As a result, the BPS model recognizes the interdependence of biological, psychological, and social factors in understanding and treating pain [
17]. Language has lately been demonstrated to be useful in interpreting and quantifying a range of pain experience aspects other than qualia or severity by researchers. The psycholinguistic and affective characteristics of pain-related words were examined in order to set appropriate guidelines for future research on painful emotions [
18]. Detecting rumors in Arabic tweets poses challenges due to linguistic nuances. Gumaei et al. [
19] proposed the XGBoost-based approach, leveraging diverse features, achieving a top accuracy of 97.18% on a public dataset, surpassing recent methods in rumor detection. Using a large-scale dataset comprising 2.5 million surveys and 1.8 million tweets, a study by Aggarwal et al. [
20] investigates the prediction of community-level pain using Twitter posts and reveals significant variations in pain expressions across different communities in the United States, highlighting the potential for Twitter-based interventions in community-focused pain management. Sawhney et al. [
21] provide SISMO, a hierarchical attention model that considers the ordinal structure of social media suicide risk assessment. It uses soft probability distribution to accommodate for different risk levels and shows good results on real-world Reddit posts that have been annotated by professionals. Patients with chronic pain were evaluated for their reaction to placebo using quantitative language patterns collected from semi-structured interviews [
22], while pain disparities in underprivileged communities were discovered using comprehensive text mining of EHRs [
23]. Social media posts have also been studied for a variety of pain-related purposes, including tracking patients over time and identifying new pain phenotypes [
24], geographically monitoring and characterizing opioid use [
25], exploring how pain is socially [
26], and identifying population-level increases in pain conditions and symptoms [
27]. A study conducted by Kumar and Albuquerque [
28] utilized the XLM-R transformer with zero-shot transfer learning for sentiment analysis in resource-poor Indian languages. A study by Caldo et al. [
29] investigates the emotional patterns of effective spine pathology web pages, indicating their potential importance in comprehending chronic pain and affecting health-related behaviors. The findings highlight the necessity of examining the BPS components of pain and present ethical problems for digital health information providers. Mullins et al. [
30] examined tweets about pain in Ireland over a 2-week period and found that the most common terms were headache (90%) and migraine (66%). The majority of tweets were from women and identifying the dominant category of advice on back pain management. A longitudinal study by Deng et al. [
31] used NLP tools to analyze tweets regarding migraines. User behavior profiles were reported and examined, such as tweeting frequencies, popular words, and sentimental presentations. Many expressive tweets had a negative emotion, particularly those with a high frequency and severe sentiment, including the use of profanity. Guo et al. [
32] examined the utilization of social networking platforms (Reddit and Twitter) as a valuable resource for studying migraine, including the availability of relevant discussions and the development of a text classification system. The use of DL neural networks and NLP to text data from medical discharge summaries is investigated in the study proposed by Yang et al. [
33], with an emphasis on patient phenotyping. The study emphasizes the importance of data quality, quantity, and token selection in obtaining higher performance, particularly in Chronic Pain classification. To examine headache and migraine discussions in Japan, Germany, and France, researchers analyzed social media data from several platforms, revealing linguistic trends, treatment references, and demographic information [
34]. Table
1 demonstrates a thorough examination of the latest advancements in the field.

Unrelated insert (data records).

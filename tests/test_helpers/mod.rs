//! Shared in-memory service stack for integration tests.

use chrono::Utc;
use ghostswap::config::{OscSettings, SwapSettings};
use ghostswap::schema_change::{
    adapters::memory::{
        InMemoryControlPlane, InMemoryDatabase, InMemoryMigrationService,
        InMemoryResourceManager, InMemoryScheduleRepository,
    },
    actions::ActionCollaborators,
    domain::{
        Backend, Schedule, ScheduleId, ScheduleParameters, ScheduleTask, TableDefinition,
        ghost_table_name,
    },
    ports::{ConnectionConfig, MigrationCounters, PodResource, ScheduleRepository},
    services::{
        ActionScheduler, BackendClients, OnlineSchemaChangeService, OscStateMachine,
        StateActions, SubmitScheduleRequest, SubmittedSchedule, TableChange,
    },
};
use mockable::DefaultClock;
use std::future::Future;
use std::sync::Arc;
use std::time::Duration;

pub const DATASOURCE: &str = "primary";
pub const DATABASE: &str = "shop";
pub const WORKER_URL: &str = "http://10.0.0.5:18001";

const WAIT_LIMIT: Duration = Duration::from_secs(15);
const WAIT_STEP: Duration = Duration::from_millis(10);

fn names(columns: &[&str]) -> Vec<String> {
    columns.iter().map(|column| (*column).to_owned()).collect()
}

/// DDL creating the ghost table of `table` with an extra `note` column.
pub fn new_table_ddl(table: &str) -> String {
    format!(
        "CREATE TABLE {} (id BIGINT PRIMARY KEY, amount INT, note VARCHAR(64))",
        ghost_table_name(table)
    )
}

pub fn worker_schedule() -> ScheduleParameters {
    ScheduleParameters::new(DATASOURCE, DATABASE, Backend::Worker)
}

pub fn service_schedule() -> ScheduleParameters {
    ScheduleParameters::new(DATASOURCE, DATABASE, Backend::MigrationService)
}

/// Counters of a worker whose checkpoint is always ahead of the swap lock.
pub fn caught_up_counters() -> MigrationCounters {
    MigrationCounters {
        checkpoint: Some(Utc::now().timestamp() + 3_600),
        estimate_migrate_rows: Some(1_000),
        full_migrator_progress: 100.0,
        full_migrator_done: true,
        table_total_rows: Some(1_000),
    }
}

/// The public service wired to in-memory adapters and a fast poll loop.
pub struct OscStack {
    pub service: OnlineSchemaChangeService,
    pub repository: Arc<InMemoryScheduleRepository>,
    pub database: InMemoryDatabase,
    pub resources: InMemoryResourceManager,
    pub control_plane: InMemoryControlPlane,
    pub migration_service: InMemoryMigrationService,
}

impl OscStack {
    /// Builds the stack; must run inside a Tokio runtime.
    pub fn new() -> Self {
        let settings = OscSettings {
            poll_interval_ms: 10,
            swap: SwapSettings {
                wait_timeout_secs: 1,
                check_interval_ms: 20,
                ..SwapSettings::default()
            },
            ..OscSettings::default()
        };
        let repository = Arc::new(InMemoryScheduleRepository::new());
        let database = InMemoryDatabase::new();
        database.register_datasource(
            DATASOURCE,
            ConnectionConfig {
                host: "db.internal".to_owned(),
                port: 2881,
                username: "osc".to_owned(),
                password: "secret".to_owned(),
                tenant: Some("sys".to_owned()),
                cluster: None,
                region: None,
                replication: None,
            },
        );
        let resources = InMemoryResourceManager::new().with_pod_addresses(PodResource {
            pod_ip: Some("10.0.0.5".to_owned()),
            host_ip: Some("192.168.0.9".to_owned()),
            mapped_port: None,
        });
        let control_plane = InMemoryControlPlane::new();
        let migration_service = InMemoryMigrationService::new();

        let clients = BackendClients {
            migration_service: Arc::new(migration_service.clone()),
            control_plane: Arc::new(control_plane.clone()),
        };
        let collaborators = ActionCollaborators::new(
            repository.clone(),
            Arc::new(database.clone()),
            Arc::new(resources.clone()),
            Arc::new(DefaultClock),
        );
        let machine = Arc::new(OscStateMachine::new(
            collaborators,
            StateActions::standard(&clients, &settings),
            &settings,
        ));
        let scheduler = Arc::new(ActionScheduler::new(
            Arc::clone(&machine),
            settings.poll_interval(),
        ));
        Self {
            service: OnlineSchemaChangeService::new(machine, scheduler),
            repository,
            database,
            resources,
            control_plane,
            migration_service,
        }
    }

    /// Creates `table` with columns `id, amount` and registers its ghost DDL.
    pub fn add_table(&self, table: &str) {
        self.database.create_table(
            DATABASE,
            TableDefinition::new(
                table,
                names(&["id", "amount"]),
                names(&["id"]),
                format!("CREATE TABLE {table} (id BIGINT PRIMARY KEY, amount INT)"),
            ),
        );
        self.database.register_ddl(
            new_table_ddl(table),
            TableDefinition::new(
                ghost_table_name(table),
                names(&["id", "amount", "note"]),
                names(&["id"]),
                new_table_ddl(table),
            ),
        );
    }

    /// Makes every provisioned worker answer and report caught-up counters.
    pub fn caught_up_worker(&self) {
        self.control_plane.mark_alive(WORKER_URL);
        self.control_plane
            .set_counters(WORKER_URL, caught_up_counters());
    }

    pub async fn submit(
        &self,
        parameters: ScheduleParameters,
        tables: &[&str],
    ) -> SubmittedSchedule {
        let request = SubmitScheduleRequest {
            parameters,
            tables: tables
                .iter()
                .map(|table| TableChange::new(*table, new_table_ddl(table)))
                .collect(),
        };
        self.service
            .submit(request)
            .await
            .expect("schedule should be accepted")
    }

    pub async fn schedule(&self, id: ScheduleId) -> Schedule {
        self.repository
            .find_schedule(id)
            .await
            .expect("lookup should succeed")
            .expect("schedule should exist")
    }

    pub async fn tasks(&self, id: ScheduleId) -> Vec<ScheduleTask> {
        self.service.tasks(id).await.expect("tasks should list")
    }

    /// Waits until the schedule is marked completed.
    pub async fn wait_for_completion(&self, id: ScheduleId) -> Vec<ScheduleTask> {
        wait_until(|| async { self.schedule(id).await.is_completed() }).await;
        self.tasks(id).await
    }

    pub async fn shutdown(&self) {
        self.service.scheduler().shutdown().await;
    }
}

/// Polls `condition` until it holds; panics after a generous limit.
pub async fn wait_until<F, Fut>(mut condition: F)
where
    F: FnMut() -> Fut,
    Fut: Future<Output = bool>,
{
    let waited = tokio::time::timeout(WAIT_LIMIT, async {
        while !condition().await {
            tokio::time::sleep(WAIT_STEP).await;
        }
    })
    .await;
    assert!(waited.is_ok(), "condition not reached within {WAIT_LIMIT:?}");
}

In our research, we showcase the efficacy of using deep neural networks with static embeddings to identify pain in Hindi text data. To capture the temporal connections between words and discern the nuanced patterns related to pain characteristics in text, we employ the IndicBERT model. IndicBERT, a specialized variant of the BERT model for Indic languages such as Hindi, contributes to pain detection in social media posts by comprehending the contextual nuances and linguistic patterns specific to social media phrases. IndicBERT incorporates word embeddings as an integral part of its model architecture. It recognizes pain indicators and emotional language in social media text by capturing the semantic meaning of words and phrases. The incorporation of these embeddings in pain detection models improves their performance by facilitating a better understanding of word meanings within the context of pain-related text.